A su antiguo propietario, don Mariano Fuentes Narro, le fue ofrecido el solar cuando las propiedades de la Iglesia pasaron a manos del gobierno por virtud de las Leyes de Reforma, pero él, católico devoto, se negó a adquirirla.

Un amigo y compadre suyo la compró, y cuando se vio en problemas económicos la ofreció en venta a su compadre Mariano, y él la adquirió por no ser ya de la Iglesia.
Don Mariano Fuentes Narro construyó entonces la casa, que en su mayor parte se conserva como él la hizo, con muros de adobe, piso de barro y techos de terrado.

Se encuentra esta antigua casona en pleno corazón de la ciudad, en un punto equidistante de los dos más antiguos y populares barrios de Saltillo: el Ojo de Agua y el Águila de Oro. Está en la esquina de la antigua calle de Santiago, hoy General Cepeda, y el viejo callejón del Caracol, cuyo nombre de siempre se conserva hasta hoy.

La bella fachada, construida con ladrillo artesanal, es obra y diseño de un anciano y querido albañil saltillero, don Juan Berino, y la puerta labrada en madera de encino conserva los antiguos adornos tallados a mano.
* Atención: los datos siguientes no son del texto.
impl ProcessDefinition {
    pub fn new(id: impl Into<String>, name: impl Into<String>, version: impl Into<String>) -> Self {
        Self {
            id: id.into(),
            name: name.into(),
            version: version.into(),
            nodes: BTreeMap::new(),
            connections: Vec::new(),
            root: Container::default(),
            containers: BTreeMap::new(),
            correlations: CorrelationManager::new(),
            linked: false,
        }
    }

    // ── Arena access ─────────────────────────────────────────────────────

    pub fn node(&self, id: &ElementId) -> Option<&Node> {
        self.nodes.get(id)
    }

    pub fn nodes(&self) -> impl Iterator<Item = &Node> {
        self.nodes.values()
    }

    pub fn connections(&self) -> &[Connection] {
        &self.connections
    }

    /// The container keyed by a composite node id, or the root for `None`.
    pub fn container(&self, key: Option<&ElementId>) -> Option<&Container> {
        match key {
            None => Some(&self.root),
            Some(id) => self.containers.get(id),
        }
    }

    pub(crate) fn container_mut(&mut self, key: Option<&ElementId>) -> Option<&mut Container> {
        match key {
            None => Some(&mut self.root),
            Some(id) => self.containers.get_mut(id),
        }
    }

    pub fn correlations(&self) -> &CorrelationManager {
        &self.correlations
    }

    pub fn is_linked(&self) -> bool {
        self.linked
    }

    /// Insert a node into the arena and its container's member list.
    /// The node's `container` field decides membership.
    pub(crate) fn insert_node(&mut self, node: Node) -> EngineResult<()> {
        if self.nodes.contains_key(&node.id) {
            return Err(EngineError::DuplicateElementId(node.id));
        }
        let container_key = node.container.clone();
        let id = node.id.clone();
        if node.is_container() {
            self.containers.entry(id.clone()).or_default();
        }
        match self.container_mut(container_key.as_ref()) {
            Some(container) => container.push(id.clone()),
            None => {
                return Err(EngineError::NotFound(format!(
                    "container '{}' for node '{}'",
                    container_key
                        .map(|c| c.to_string())
                        .unwrap_or_else(|| "<root>".to_string()),
                    id
                )))
            }
        }
        self.nodes.insert(id, node);
        Ok(())
    }

    // ── Graph queries ────────────────────────────────────────────────────

    pub fn outgoing<'a>(&'a self, id: &'a ElementId) -> impl Iterator<Item = &'a Connection> + 'a {
        self.connections.iter().filter(move |c| &c.from == id)
    }

    pub fn incoming<'a>(&'a self, id: &'a ElementId) -> impl Iterator<Item = &'a Connection> + 'a {
        self.connections.iter().filter(move |c| &c.to == id)
    }

    /// Outgoing edges the runtime follows, in authoring order.
    pub fn executable_outgoing<'a>(&'a self, id: &'a ElementId) -> Vec<&'a Connection> {
        self.outgoing(id).filter(|c| c.is_executable()).collect()
    }

    /// Source node ids of the executable incoming edges, for join bookkeeping.
    pub fn executable_incoming_sources<'a>(&'a self, id: &'a ElementId) -> Vec<&'a ElementId> {
        self.incoming(id)
            .filter(|c| c.is_executable())
            .map(|c| &c.from)
            .collect()
    }

    /// Start nodes of a container, in authoring order.
    pub fn start_nodes(&self, key: Option<&ElementId>) -> Vec<&Node> {
        let Some(container) = self.container(key) else {
            return Vec::new();
        };
        container
            .node_ids()
            .iter()
            .filter_map(|id| self.nodes.get(id))
            .filter(|n| n.is_start())
            .collect()
    }

    /// Boundary nodes attached to a host activity.
    pub fn boundary_nodes_for(&self, host: &ElementId) -> Vec<&Node> {
        self.nodes
            .values()
            .filter(|n| matches!(&n.kind, NodeKind::Boundary { attached_to, .. } if attached_to == host))
            .collect()
    }

    pub fn event_subprocess_nodes(&self) -> Vec<&Node> {
        self.nodes
            .values()
            .filter(|n| matches!(n.kind, NodeKind::EventSubprocess))
            .collect()
    }

    /// Scope sets visible from a node, innermost container first, root last.
    pub fn scope_chain(&self, node_id: &ElementId) -> Vec<&ScopeSet> {
        let mut chain = Vec::new();
        let mut key = self.nodes.get(node_id).and_then(|n| n.container.clone());
        loop {
            match key {
                Some(container_id) => {
                    if let Some(container) = self.containers.get(&container_id) {
                        chain.push(&container.scopes);
                    }
                    key = self
                        .nodes
                        .get(&container_id)
                        .and_then(|n| n.container.clone());
                }
                None => {
                    chain.push(&self.root.scopes);
                    break;
                }
            }
        }
        chain
    }

    // ── Structural validation ────────────────────────────────────────────

    /// Collect every structural problem. Hidden edges do not count; an
    /// association can therefore neither satisfy nor violate an
    /// execution-order rule.
    pub(crate) fn validate_structure(&self) -> Vec<String> {
        let mut errors = Vec::new();

        let mut seen_connection_ids = HashSet::new();
        for conn in &self.connections {
            if !seen_connection_ids.insert(conn.unique_id.as_str()) {
                errors.push(format!("duplicate connection id '{}'", conn.unique_id));
            }
            let from = self.nodes.get(&conn.from);
            let to = self.nodes.get(&conn.to);
            if from.is_none() {
                errors.push(format!(
                    "connection '{}' references unknown source node '{}'",
                    conn.unique_id, conn.from
                ));
            }
            if to.is_none() {
                errors.push(format!(
                    "connection '{}' references unknown target node '{}'",
                    conn.unique_id, conn.to
                ));
            }
            if let (Some(from), Some(to)) = (from, to) {
                if from.container != to.container {
                    errors.push(format!(
                        "connection '{}' crosses container boundaries",
                        conn.unique_id
                    ));
                }
            }
        }

        if self.start_nodes(None).is_empty() {
            errors.push("process has no start node".to_string());
        }
        if !self
            .root
            .node_ids()
            .iter()
            .filter_map(|id| self.nodes.get(id))
            .any(|n| n.is_end())
        {
            errors.push("process has no end node".to_string());
        }

        for node in self.nodes.values() {
            let incoming = self
                .incoming(&node.id)
                .filter(|c| c.counts_for_validation())
                .count();
            let outgoing = self
                .outgoing(&node.id)
                .filter(|c| c.counts_for_validation())
                .count();

            match &node.kind {
                NodeKind::Start => {
                    if incoming > 0 {
                        errors.push(format!(
                            "start node '{}' must not have incoming connections",
                            node.id
                        ));
                    }
                    if outgoing == 0 {
                        errors.push(format!("start node '{}' has no outgoing connection", node.id));
                    }
                }
                NodeKind::End { .. } => {
                    if outgoing > 0 {
                        errors.push(format!(
                            "end node '{}' must not have outgoing connections",
                            node.id
                        ));
                    }
                    if incoming == 0 {
                        errors.push(format!("end node '{}' has no incoming connection", node.id));
                    }
                }
                NodeKind::Boundary { attached_to, .. } => {
                    match self.nodes.get(attached_to) {
                        None => errors.push(format!(
                            "boundary event '{}' is attached to unknown node '{}'",
                            node.id, attached_to
                        )),
                        Some(host) => {
                            if host.container != node.container {
                                errors.push(format!(
                                    "boundary event '{}' and its host '{}' are in different containers",
                                    node.id, attached_to
                                ));
                            }
                            if !matches!(
                                host.kind,
                                NodeKind::Task { .. }
                                    | NodeKind::WorkItemTask { .. }
                                    | NodeKind::Composite
                            ) {
                                errors.push(format!(
                                    "boundary event '{}' cannot attach to node '{}'",
                                    node.id, attached_to
                                ));
                            }
                        }
                    }
                    if incoming > 0 {
                        errors.push(format!(
                            "boundary event '{}' must not have incoming connections",
                            node.id
                        ));
                    }
                    if outgoing == 0 {
                        errors.push(format!(
                            "boundary event '{}' has no outgoing connection",
                            node.id
                        ));
                    }
                }
                NodeKind::EventSubprocess => {
                    if incoming > 0 || outgoing > 0 {
                        errors.push(format!(
                            "event subprocess '{}' must not have sequence connections",
                            node.id
                        ));
                    }
                    let starts = self.start_nodes(Some(&node.id));
                    if starts.is_empty() {
                        errors.push(format!("event subprocess '{}' has no start node", node.id));
                    }
                    for start in starts {
                        if !start.has_event_trigger() && !start.has_timer_trigger() {
                            errors.push(format!(
                                "event subprocess '{}' start node '{}' must declare an event or timer trigger",
                                node.id, start.id
                            ));
                        }
                    }
                }
                NodeKind::Composite => {
                    if incoming == 0 {
                        errors.push(format!(
                            "composite node '{}' has no incoming connection",
                            node.id
                        ));
                    }
                    if outgoing == 0 {
                        errors.push(format!(
                            "composite node '{}' has no outgoing connection",
                            node.id
                        ));
                    }
                    if self.start_nodes(Some(&node.id)).is_empty() {
                        errors.push(format!("composite node '{}' has no start node", node.id));
                    }
                }
                NodeKind::Task { .. }
                | NodeKind::WorkItemTask { .. }
                | NodeKind::Gateway { .. }
                | NodeKind::Event => {
                    if incoming == 0 {
                        errors.push(format!("node '{}' has no incoming connection", node.id));
                    }
                    if outgoing == 0 {
                        errors.push(format!("node '{}' has no outgoing connection", node.id));
                    }
                }
            }
        }

        errors
    }
}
Los faroles son igualmente de forja saltillense y resaltan la calidad antigua de la casa.




El alto zaguán, con airoso arco de medio punto, da al patio central de la casa de estilo granadino con fuente al centro y surtidor. Adorno en el piso de ese jardín es un gracioso canal para sacar el agua sobrante del riego de las plantas. Árboles diversos y variadas plantas de ornato, así como tiestos y macetas de diversas formas, adornan el jardín.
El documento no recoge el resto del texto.